RECOMMENDATIONS Pursuant to section 72(2) of the Act, I make the following recommendation:

(i) In the interests of preventing like deaths and promoting public health and safety, I recommend that Parks Victoria consider installing signage in key locations throughout the Buchan Caves Reserve (for example, at car parks and bridges) warning of the dangers of driving through flood waters.

FINDINGS AND CONCLUSION

  1. Pursuant to section 67(1) of the Coroners Act 2008 I make the following findings: a) the identity of the deceased was Fan Yang, born 5 March 1994; b) the death occurred on 27 December 2023 at Centre Road, Buchan, Victoria 3885;

c) I accept and adopt the medical cause of death ascribed by Dr Paul Bedford and I find that Fan Yang died from drowning in the setting of flash flooding;

  1. AND, having considered the available evidence, I find that Fan Yang died in an unprecedented flash flooding event at the Buchan Caves Reserve, in circumstances where he and his partner drove through floodwaters.

  2. AND, given the unprecedented nature of the flooding event, I make no adverse findings in relation to any Parks Victoria employees working during the flood, who I find responded to the event with the information they had to hand and within the confines of their training and experience.
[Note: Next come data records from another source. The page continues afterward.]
#![allow(dead_code)]

//! Simulated dsPIC monitor for integration tests.

use std::collections::VecDeque;
use std::io::{Read, Write};
use std::net::{SocketAddr, TcpListener};
use std::sync::{Arc, Mutex};
use std::thread;
use std::time::Duration;

use bytes::{Bytes, BytesMut};
use lnet::frame::{decode_frame, Frame, FrameKind};
use lnet::service::{DeviceInfo, DeviceStatus, DspState, ScopeData};
use lnet::transport::{Result as TransportResult, Transport, TransportError};

pub const PROCESSOR_ID: u16 = 0x8210;
pub const RAM_SIZE: usize = 0x1_0000;

/// Firmware-side state, shared with the test for inspection.
pub struct Firmware {
    pub ram: Vec<u8>,
    pub scope_channels: u8,
    pub reboots: usize,
    pub requests: Vec<Frame>,
    /// Garbage sent in front of the next reply.
    pub noise: Vec<u8>,
    /// Replies are held back this many times.
    pub mute: usize,
}

impl Default for Firmware {
    fn default() -> Self {
        Self {
            ram: vec![0; RAM_SIZE],
            scope_channels: 0,
            reboots: 0,
            requests: Vec::new(),
            noise: Vec::new(),
            mute: 0,
        }
    }
}

impl Firmware {
    pub fn device_info() -> DeviceInfo {
        DeviceInfo {
            monitor_version: 0x0500,
            app_version: 0x0001,
            max_target_size: 0xFF,
            processor_id: PROCESSOR_ID,
            monitor_date: "Mar042025".into(),
            monitor_time: "1200".into(),
            app_date: "Mar052025".into(),
            app_time: "0930".into(),
            dsp_state: DspState::ApplicationLoaded,
            event_type: 0,
            event_id: 0,
            table_struct_address: 0x1800,
        }
    }

    /// Run one request and return the encoded reply, if any.
    fn serve(&mut self, frame: Frame) -> Option<Vec<u8>> {
        let (status, payload) = match frame.service_id {
            0 => {
                let mut buf = BytesMut::new();
                Self::device_info().encode(&mut buf);
                (DeviceStatus::OK, buf.to_vec())
            }
            9 => {
                let p = &frame.payload;
                let address = usize::from(u16::from_le_bytes([p[0], p[1]]));
                let len = usize::from(p[2]);
                (DeviceStatus::OK, self.ram[address..address + len].to_vec())
            }
            10 => {
                let p = &frame.payload;
                let address = usize::from(u16::from_le_bytes([p[0], p[1]]));
                let len = usize::from(p[2]);
                self.ram[address..address + len].copy_from_slice(&p[3..3 + len]);
                (DeviceStatus::OK, Vec::new())
            }
            18 => {
                self.scope_channels = frame.payload.get(3).copied().unwrap_or(0);
                (DeviceStatus::OK, Vec::new())
            }
            19 => {
                let mut buf = BytesMut::new();
                ScopeData {
                    channel_count: self.scope_channels,
                    sample_time_factor: 1,
                    data_array_size: 0x0400,
                    scope_version: 1,
                    ..ScopeData::default()
                }
                .encode(&mut buf);
                (DeviceStatus::OK, buf.to_vec())
            }
            25 => {
                self.reboots += 1;
                self.requests.push(frame);
                return None;
            }
            _ => (DeviceStatus::SERVICE_NOT_AVAILABLE, Vec::new()),
        };

        let mut wire = std::mem::take(&mut self.noise);
        let mut buf = BytesMut::new();
        Frame::response(frame.node, frame.service_id, status.0, Bytes::from(payload))
            .encode(&mut buf)
            .expect("reply should encode");
        wire.extend_from_slice(&buf);
        self.requests.push(frame);

        if self.mute > 0 {
            self.mute -= 1;
            return None;
        }
        Some(wire)
    }
}

/// In-memory link to a [`Firmware`].
///
/// Replies come back a few bytes per read, the way a slow UART delivers.
pub struct SimLink {
    firmware: Arc<Mutex<Firmware>>,
    inbound: BytesMut,
    outbound: VecDeque<u8>,
    chunk: usize,
    closed: bool,
}

impl SimLink {
    pub fn new() -> (Self, Arc<Mutex<Firmware>>) {
        let firmware = Arc::new(Mutex::new(Firmware::default()));
        let link = Self {
            firmware: Arc::clone(&firmware),
            inbound: BytesMut::new(),
            outbound: VecDeque::new(),
            chunk: 5,
            closed: false,
        };
        (link, firmware)
    }
}

impl Transport for SimLink {
    fn write(&mut self, data: &[u8]) -> TransportResult<()> {
        if self.closed {
            return Err(TransportError::Closed);
        }
        self.inbound.extend_from_slice(data);
        let mut firmware = self.firmware.lock().expect("firmware lock");
        while let Some(frame) = decode_frame(&mut self.inbound, FrameKind::Request)
            .expect("master should send well-formed frames")
        {
            if let Some(reply) = firmware.serve(frame) {
                self.outbound.extend(reply);
            }
        }
        Ok(())
    }

    fn read_available(&mut self, max_wait: Duration) -> TransportResult<Bytes> {
        if self.closed {
            return Err(TransportError::Closed);
        }
        if self.outbound.is_empty() {
            thread::sleep(max_wait);
            return Err(TransportError::Timeout(max_wait));
        }
        let take = self.chunk.min(self.outbound.len());
        Ok(self.outbound.drain(..take).collect::<Vec<_>>().into())
    }

    fn close(&mut self) -> TransportResult<()> {
        self.closed = true;
        Ok(())
    }

    fn name(&self) -> &str {
        "sim"
    }
}

/// Serve one TCP client from a [`Firmware`] on a background thread.
pub fn spawn_tcp_firmware() -> (SocketAddr, Arc<Mutex<Firmware>>) {
    let listener = TcpListener::bind("127.0.0.1:0").expect("listener should bind");
    let addr = listener.local_addr().expect("listener address");
    let firmware = Arc::new(Mutex::new(Firmware::default()));
    let shared = Arc::clone(&firmware);

    thread::spawn(move || {
        let (mut stream, _) = listener.accept().expect("client should connect");
        let mut inbound = BytesMut::new();
        let mut buf = [0u8; 512];
        loop {
            let n = match stream.read(&mut buf) {
                Ok(0) | Err(_) => return,
                Ok(n) => n,
            };
            inbound.extend_from_slice(&buf[..n]);
            while let Ok(Some(frame)) = decode_frame(&mut inbound, FrameKind::Request) {
                let reply = shared.lock().expect("firmware lock").serve(frame);
                if let Some(reply) = reply {
                    if stream.write_all(&reply).is_err() {
                        return;
                    }
                }
            }
        }
    });

    (addr, firmware)
}

pub fn init_tracing() {
    let _ = tracing_subscriber::fmt().with_test_writer().try_init();
}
  3. AND, although Parks Victoria’s emergency preparedness procedures did not prepare staff for an event of this magnitude, I find that Parks Victoria have acted swiftly and appropriately in implementing restorative and preventative measures. I am unable to find with any certainty that Fan Yang’s death would have been prevented had those restorative and preventative measures been in place at the time of the 2023 flood.

  4. AND FURTHER, Fan Yang’s death is a stark and tragic reminder of the danger of driving through floodwaters.
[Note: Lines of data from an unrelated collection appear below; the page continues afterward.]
mod common;

use std::sync::Arc;
use std::thread;
use std::time::{Duration, Instant};

use common::{init_tracing, spawn_tcp_firmware, Firmware, SimLink, PROCESSOR_ID};
use lnet::service::{
    AddressWidth, DeviceStatus, Request, ScopeChannel, ScopeSetup, ScopeTrigger, ServiceId,
    ServiceReply,
};
use lnet::{connect_tcp, connect_with_config, Session, SessionConfig, SessionError};

fn config() -> SessionConfig {
    SessionConfig {
        timeout: Duration::from_millis(250),
        drain_timeout: Duration::from_millis(5),
        reboot_grace: Duration::from_millis(20),
        ..SessionConfig::default()
    }
}

fn open() -> (Session<SimLink>, Arc<std::sync::Mutex<Firmware>>) {
    init_tracing();
    let (link, firmware) = SimLink::new();
    let session = connect_with_config(link, config()).expect("handshake should succeed");
    (session, firmware)
}

#[test]
fn handshake_learns_target() {
    let (session, firmware) = open();

    let info = session.cached_device_info().expect("device info cached");
    assert_eq!(info, Firmware::device_info());
    assert_eq!(info.processor().map(|p| p.id), Some(PROCESSOR_ID));
    assert_eq!(session.address_width().unwrap(), AddressWidth::Bits16);

    let services: Vec<u8> = firmware
        .lock()
        .unwrap()
        .requests
        .iter()
        .map(|f| f.service_id)
        .collect();
    assert_eq!(services, vec![0, 19]);
}

#[test]
fn ram_write_then_read_back() {
    let (session, firmware) = open();

    // Reserved wire values in the payload have to survive stuffing.
    let data = [0x55, 0x02, 0x00, 0xAA, 0x55];
    session.put_ram(0x0820, &data).unwrap();
    assert_eq!(&firmware.lock().unwrap().ram[0x0820..0x0825], &data);

    let read = session.get_ram(0x0820, 5).unwrap();
    assert_eq!(read.as_ref(), &data);
}

#[test]
fn large_reads_are_split_into_frames() {
    let (session, firmware) = open();
    {
        let mut fw = firmware.lock().unwrap();
        for (i, byte) in fw.ram[0x2000..0x2000 + 600].iter_mut().enumerate() {
            *byte = i as u8;
        }
        fw.requests.clear();
    }

    let block = session.get_ram_block(0x2000, 600).unwrap();
    assert_eq!(block.len(), 600);
    assert!(block.iter().enumerate().all(|(i, b)| *b == i as u8));

    let lengths: Vec<u8> = firmware
        .lock()
        .unwrap()
        .requests
        .iter()
        .map(|f| f.payload[2])
        .collect();
    assert_eq!(lengths, vec![253, 253, 94]);
}

#[test]
fn unsupported_service_reports_device_status() {
    let (session, _firmware) = open();

    let err = session
        .request(1, 77, &[], Duration::from_millis(100))
        .unwrap_err();
    match err {
        SessionError::Device { service, status } => {
            assert_eq!(service, ServiceId::Unknown(77));
            assert_eq!(status, DeviceStatus::SERVICE_NOT_AVAILABLE);
        }
        other => panic!("expected device error, got {other:?}"),
    }

    // The session keeps working.
    assert!(session.get_ram(0x0100, 2).is_ok());
}

#[test]
fn noise_before_reply_is_skipped() {
    let (session, firmware) = open();
    firmware.lock().unwrap().ram[0x40] = 0x5A;
    firmware.lock().unwrap().noise = vec![0x13, 0x37, 0xFF, 0x02, 0x00];

    assert_eq!(session.get_ram(0x40, 1).unwrap().as_ref(), &[0x5A]);
}

#[test]
fn missing_reply_times_out_then_recovers() {
    let (session, firmware) = open();
    firmware.lock().unwrap().mute = 1;

    let start = Instant::now();
    let err = session.get_ram(0x10, 2).unwrap_err();
    let elapsed = start.elapsed();
    assert!(err.is_timeout());
    // Configured timeout is 250 ms, the drain window 5 ms.
    assert!(elapsed >= Duration::from_millis(250));
    assert!(elapsed < Duration::from_millis(600), "took {elapsed:?}");

    firmware.lock().unwrap().ram[0x10] = 9;
    assert_eq!(session.get_ram(0x10, 1).unwrap().as_ref(), &[9]);
}

#[test]
fn scope_setup_is_saved_and_reported() {
    let (session, firmware) = open();

    let mut setup = ScopeSetup::new();
    setup
        .add_channel(ScopeChannel::new("speed", 0x1000, 2))
        .unwrap();
    setup
        .add_channel(ScopeChannel::new("current", 0x1002, 2))
        .unwrap();
    setup
        .add_channel(ScopeChannel::new("angle", 0x1004, 4))
        .unwrap();
    setup.set_trigger(ScopeTrigger::new("speed", 500)).unwrap();

    session.save_parameter(&setup).unwrap();
    assert_eq!(firmware.lock().unwrap().scope_channels, 3);

    let status = session.load_parameter().unwrap();
    assert_eq!(status.channel_count, 3);
    assert!(status.is_data_ready());

    let json = setup.to_json().unwrap();
    assert_eq!(ScopeSetup::from_json(&json).unwrap(), setup);
}

#[test]
fn typed_call_returns_service_reply() {
    let (session, firmware) = open();
    firmware.lock().unwrap().ram[0x30..0x32].copy_from_slice(&[1, 2]);

    let reply = session
        .call(1, &Request::get_ram(0x30, 2), Duration::from_millis(100))
        .unwrap();
    assert_eq!(reply, ServiceReply::GetRam(vec![1u8, 2].into()));
}

#[test]
fn reboot_succeeds_without_reply_and_forgets_target() {
    let (session, firmware) = open();

    session.reboot().unwrap();
    assert_eq!(firmware.lock().unwrap().reboots, 1);
    assert!(session.cached_device_info().is_none());

    // The width is learned again on the next RAM access.
    session.get_ram(0, 1).unwrap();
    assert!(session.cached_device_info().is_some());
}

#[test]
fn threads_share_one_session() {
    let (session, firmware) = open();
    {
        let mut fw = firmware.lock().unwrap();
        for (i, byte) in fw.ram[..0x800].iter_mut().enumerate() {
            *byte = (i / 0x100) as u8;
        }
    }
    let session = Arc::new(session);

    let handles: Vec<_> = (0..8u32)
        .map(|worker| {
            let session = Arc::clone(&session);
            thread::spawn(move || {
                for _ in 0..20 {
                    let data = session.get_ram(worker * 0x100, 16).unwrap();
                    assert!(data.iter().all(|b| u32::from(*b) == worker));
                }
            })
        })
        .collect();
    for handle in handles {
        handle.join().expect("worker should not panic");
    }
}

#[test]
fn closed_session_rejects_requests() {
    let (session, _firmware) = open();
    session.close().unwrap();
    assert!(session.is_closed());
    assert!(matches!(
        session.get_ram(0, 1),
        Err(SessionError::Closed)
    ));
}

#[test]
fn tcp_bridge_end_to_end() {
    init_tracing();
    let (addr, firmware) = spawn_tcp_firmware();

    let session = connect_tcp(addr, config()).expect("tcp connect should succeed");
    session.put_ram(0x0400, &[0xDE, 0xAD]).unwrap();
    assert_eq!(
        session.get_ram(0x0400, 2).unwrap().as_ref(),
        &[0xDE, 0xAD]
    );
    assert_eq!(&firmware.lock().unwrap().ram[0x0400..0x0402], &[0xDE, 0xAD]);
}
I convey my sincere condolences to Andrew’s family for their loss.

Pursuant to section 73(1A) of the Act, I order that this finding be published on the Coroners Court of Victoria website in accordance with the rules.
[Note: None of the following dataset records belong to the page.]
use bytes::Bytes;
use lnet_frame::Frame;
use tracing::trace;

use crate::device_info::DeviceInfo;
use crate::error::{Result, ServiceError};
use crate::id::ServiceId;
use crate::request::Request;
use crate::scope::ScopeData;
use crate::status::DeviceStatus;

/// A reply frame from the device, before service decoding.
#[derive(Debug, Clone, PartialEq, Eq)]
pub struct Response {
    pub node: u8,
    pub service: ServiceId,
    pub status: DeviceStatus,
    pub payload: Bytes,
}

impl Response {
    pub fn is_success(&self) -> bool {
        self.status.is_ok()
    }
}

impl From<Frame> for Response {
    fn from(frame: Frame) -> Self {
        Self {
            node: frame.node,
            service: ServiceId::from(frame.service_id),
            status: DeviceStatus(frame.error_status.unwrap_or(0)),
            payload: frame.payload,
        }
    }
}

/// Decoded payload of a successful reply.
#[derive(Debug, Clone, PartialEq, Eq)]
pub enum ServiceReply {
    DeviceInfo(DeviceInfo),
    GetRam(Bytes),
    PutRam,
    /// Raw acknowledgement bytes; usually empty.
    SaveParameter(Bytes),
    LoadParameter(ScopeData),
    Reboot,
    /// A service this crate has no codec for.
    Unknown { service_id: u8, payload: Bytes },
}

impl ServiceReply {
    /// Decode the reply to `request`.
    ///
    /// The status byte is not looked at here; callers check
    /// [`Response::is_success`] first.
    pub fn decode(request: &Request, response: &Response) -> Result<Self> {
        let expected = request.service_id();
        if response.service != expected {
            return Err(ServiceError::UnexpectedService {
                expected,
                found: response.service,
            });
        }

        match request {
            Request::GetRam(req) => {
                let expected = req.length as usize;
                if response.payload.len() != expected {
                    return Err(ServiceError::PayloadLength {
                        service: ServiceId::GetRam,
                        expected,
                        actual: response.payload.len(),
                    });
                }
                Ok(ServiceReply::GetRam(response.payload.clone()))
            }
            Request::PutRam(req) => match response.payload.as_ref() {
                [] => Ok(ServiceReply::PutRam),
                [echoed] if *echoed as usize == req.data.len() => Ok(ServiceReply::PutRam),
                [echoed] => Err(ServiceError::MalformedPayload {
                    service: ServiceId::PutRam,
                    reason: format!(
                        "device acknowledged {echoed} bytes, {} were sent",
                        req.data.len()
                    ),
                }),
                other => Err(ServiceError::PayloadLength {
                    service: ServiceId::PutRam,
                    expected: 1,
                    actual: other.len(),
                }),
            },
            _ => Self::from_response(response),
        }
    }

    /// Decode a reply by its service id alone.
    ///
    /// Get RAM payloads are passed through unchecked since the requested
    /// length is unknown here.
    pub fn from_response(response: &Response) -> Result<Self> {
        let payload = &response.payload;
        Ok(match response.service {
            ServiceId::DeviceInfo => ServiceReply::DeviceInfo(DeviceInfo::decode(payload)?),
            ServiceId::GetRam => ServiceReply::GetRam(payload.clone()),
            ServiceId::PutRam => ServiceReply::PutRam,
            ServiceId::SaveParameter => ServiceReply::SaveParameter(payload.clone()),
            ServiceId::LoadParameter => ServiceReply::LoadParameter(ScopeData::decode(payload)?),
            ServiceId::Reboot => ServiceReply::Reboot,
            ServiceId::Unknown(service_id) => {
                trace!(service_id, len = payload.len(), "reply to unknown service");
                ServiceReply::Unknown {
                    service_id,
                    payload: payload.clone(),
                }
            }
        })
    }

    pub fn service_id(&self) -> ServiceId {
        match self {
            ServiceReply::DeviceInfo(_) => ServiceId::DeviceInfo,
            ServiceReply::GetRam(_) => ServiceId::GetRam,
            ServiceReply::PutRam => ServiceId::PutRam,
            ServiceReply::SaveParameter(_) => ServiceId::SaveParameter,
            ServiceReply::LoadParameter(_) => ServiceId::LoadParameter,
            ServiceReply::Reboot => ServiceId::Reboot,
            ServiceReply::Unknown { service_id, .. } => ServiceId::Unknown(*service_id),
        }
    }
}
I direct that a copy of this finding be provided to the following: Jinhui Qin, Senior Next of Kin Lander and Rogers on behalf of Parks Victoria Senior Sergeant Mathew Argentino, Coronial Investigator

Signature:

AUDREY AMIESON CORONER Date: 12 March 2026 NOTE: Under section 83 of the Coroners Act 2008 ('the Act'), a person with sufficient interest in an investigation may appeal to the Trial Division of the Supreme Court against the findings of a coroner in respect of a death after an investigation. An appeal must be made within 6 months after the day on which the determination is made, unless the Supreme Court grants leave to appeal out of time under section 86 of the Act.